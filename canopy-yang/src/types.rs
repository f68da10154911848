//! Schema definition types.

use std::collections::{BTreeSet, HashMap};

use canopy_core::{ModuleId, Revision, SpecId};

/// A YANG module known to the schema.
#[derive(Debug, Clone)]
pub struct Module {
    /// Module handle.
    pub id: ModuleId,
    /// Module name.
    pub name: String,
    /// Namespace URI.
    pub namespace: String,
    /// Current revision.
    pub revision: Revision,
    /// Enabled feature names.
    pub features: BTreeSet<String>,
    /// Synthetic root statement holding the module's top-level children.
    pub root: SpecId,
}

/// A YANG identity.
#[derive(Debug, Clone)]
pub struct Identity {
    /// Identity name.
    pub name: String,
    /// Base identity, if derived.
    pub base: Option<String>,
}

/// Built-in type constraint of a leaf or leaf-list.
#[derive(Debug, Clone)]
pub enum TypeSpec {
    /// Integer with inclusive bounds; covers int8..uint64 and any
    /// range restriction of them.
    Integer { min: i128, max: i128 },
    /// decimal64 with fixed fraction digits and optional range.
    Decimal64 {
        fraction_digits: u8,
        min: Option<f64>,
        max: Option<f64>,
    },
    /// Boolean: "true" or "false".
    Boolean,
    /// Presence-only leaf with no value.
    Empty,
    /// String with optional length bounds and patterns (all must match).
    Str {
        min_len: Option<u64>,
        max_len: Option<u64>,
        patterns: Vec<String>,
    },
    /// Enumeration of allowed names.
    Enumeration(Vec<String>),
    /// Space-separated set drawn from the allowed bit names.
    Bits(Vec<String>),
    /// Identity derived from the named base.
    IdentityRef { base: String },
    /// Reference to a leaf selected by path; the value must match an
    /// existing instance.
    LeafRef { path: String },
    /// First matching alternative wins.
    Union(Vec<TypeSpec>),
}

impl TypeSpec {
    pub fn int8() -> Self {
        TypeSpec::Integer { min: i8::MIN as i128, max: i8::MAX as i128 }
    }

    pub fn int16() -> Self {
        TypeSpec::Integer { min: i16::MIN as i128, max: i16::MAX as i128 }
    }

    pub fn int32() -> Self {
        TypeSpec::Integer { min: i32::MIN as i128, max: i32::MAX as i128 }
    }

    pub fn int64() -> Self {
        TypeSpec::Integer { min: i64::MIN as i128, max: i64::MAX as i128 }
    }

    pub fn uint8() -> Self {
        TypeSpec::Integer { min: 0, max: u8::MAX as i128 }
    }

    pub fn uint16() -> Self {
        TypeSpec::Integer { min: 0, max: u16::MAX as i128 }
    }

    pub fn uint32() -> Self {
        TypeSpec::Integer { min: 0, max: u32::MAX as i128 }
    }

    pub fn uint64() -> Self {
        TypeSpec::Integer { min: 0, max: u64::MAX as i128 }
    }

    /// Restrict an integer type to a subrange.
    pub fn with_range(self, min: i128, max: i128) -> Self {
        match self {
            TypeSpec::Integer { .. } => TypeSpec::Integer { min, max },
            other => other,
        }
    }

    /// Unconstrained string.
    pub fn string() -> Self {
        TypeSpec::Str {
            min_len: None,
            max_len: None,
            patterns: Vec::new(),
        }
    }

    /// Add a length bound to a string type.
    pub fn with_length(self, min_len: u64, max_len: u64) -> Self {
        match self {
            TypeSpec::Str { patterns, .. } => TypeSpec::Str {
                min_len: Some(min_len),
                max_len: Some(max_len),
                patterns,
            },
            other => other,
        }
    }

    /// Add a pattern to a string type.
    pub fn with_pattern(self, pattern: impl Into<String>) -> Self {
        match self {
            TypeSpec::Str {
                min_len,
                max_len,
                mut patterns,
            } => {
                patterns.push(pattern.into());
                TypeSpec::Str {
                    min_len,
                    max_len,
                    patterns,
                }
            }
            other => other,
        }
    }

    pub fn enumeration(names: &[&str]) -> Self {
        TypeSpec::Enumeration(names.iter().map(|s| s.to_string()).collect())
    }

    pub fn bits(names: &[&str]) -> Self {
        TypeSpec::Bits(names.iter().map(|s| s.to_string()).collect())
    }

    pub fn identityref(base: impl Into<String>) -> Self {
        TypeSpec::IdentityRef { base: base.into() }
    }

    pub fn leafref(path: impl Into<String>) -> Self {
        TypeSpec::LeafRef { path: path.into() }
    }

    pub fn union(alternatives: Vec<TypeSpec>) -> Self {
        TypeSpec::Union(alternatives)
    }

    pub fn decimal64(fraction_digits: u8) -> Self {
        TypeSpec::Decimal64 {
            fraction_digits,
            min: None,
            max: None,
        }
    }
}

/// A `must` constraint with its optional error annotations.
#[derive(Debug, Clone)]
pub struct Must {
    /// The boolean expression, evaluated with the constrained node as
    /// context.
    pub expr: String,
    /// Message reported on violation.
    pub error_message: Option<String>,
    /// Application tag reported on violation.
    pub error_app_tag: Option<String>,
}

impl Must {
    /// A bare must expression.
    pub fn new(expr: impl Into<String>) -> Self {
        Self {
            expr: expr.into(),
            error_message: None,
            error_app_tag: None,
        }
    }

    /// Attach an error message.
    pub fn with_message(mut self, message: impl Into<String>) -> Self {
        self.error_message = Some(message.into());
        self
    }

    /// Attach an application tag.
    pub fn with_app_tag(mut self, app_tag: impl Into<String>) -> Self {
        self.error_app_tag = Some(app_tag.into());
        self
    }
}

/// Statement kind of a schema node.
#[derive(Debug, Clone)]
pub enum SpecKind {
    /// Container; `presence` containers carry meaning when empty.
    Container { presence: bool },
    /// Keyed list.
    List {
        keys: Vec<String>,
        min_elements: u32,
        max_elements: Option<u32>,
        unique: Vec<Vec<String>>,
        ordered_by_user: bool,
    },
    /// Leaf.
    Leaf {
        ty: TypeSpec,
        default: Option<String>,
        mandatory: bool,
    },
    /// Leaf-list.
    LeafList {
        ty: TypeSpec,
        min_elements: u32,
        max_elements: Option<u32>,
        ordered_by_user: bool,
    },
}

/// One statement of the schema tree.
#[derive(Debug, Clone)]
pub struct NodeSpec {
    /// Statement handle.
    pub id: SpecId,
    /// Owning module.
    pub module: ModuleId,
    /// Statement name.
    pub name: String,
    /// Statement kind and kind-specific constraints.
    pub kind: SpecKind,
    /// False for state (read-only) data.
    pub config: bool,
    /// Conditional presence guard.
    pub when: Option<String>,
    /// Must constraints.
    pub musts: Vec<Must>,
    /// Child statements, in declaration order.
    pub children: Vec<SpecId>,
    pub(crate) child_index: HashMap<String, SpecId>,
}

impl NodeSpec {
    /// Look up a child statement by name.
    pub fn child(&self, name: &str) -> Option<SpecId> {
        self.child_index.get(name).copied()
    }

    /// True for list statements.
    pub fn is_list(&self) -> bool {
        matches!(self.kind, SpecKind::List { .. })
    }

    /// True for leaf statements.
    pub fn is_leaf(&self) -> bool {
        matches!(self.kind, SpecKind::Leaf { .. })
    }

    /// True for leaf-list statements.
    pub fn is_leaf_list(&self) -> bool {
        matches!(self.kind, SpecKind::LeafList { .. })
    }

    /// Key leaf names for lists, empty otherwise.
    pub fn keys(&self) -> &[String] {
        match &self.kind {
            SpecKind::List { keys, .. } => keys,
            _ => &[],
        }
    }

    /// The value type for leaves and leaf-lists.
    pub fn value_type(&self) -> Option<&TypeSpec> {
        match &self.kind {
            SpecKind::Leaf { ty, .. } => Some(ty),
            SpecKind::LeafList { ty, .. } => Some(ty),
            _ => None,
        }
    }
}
===============
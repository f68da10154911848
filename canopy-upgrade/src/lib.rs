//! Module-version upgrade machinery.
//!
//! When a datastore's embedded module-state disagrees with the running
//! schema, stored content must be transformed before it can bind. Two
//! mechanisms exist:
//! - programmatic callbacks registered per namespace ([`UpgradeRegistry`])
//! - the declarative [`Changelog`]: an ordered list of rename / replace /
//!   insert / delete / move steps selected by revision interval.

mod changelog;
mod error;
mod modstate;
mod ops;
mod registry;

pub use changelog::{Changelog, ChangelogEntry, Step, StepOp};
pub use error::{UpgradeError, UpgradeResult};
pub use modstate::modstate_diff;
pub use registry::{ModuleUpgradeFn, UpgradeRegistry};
===============
Scan the entries above for lines with "reported" in them, then report how many there are as a plain number.

*OUTPUT BELOW*
2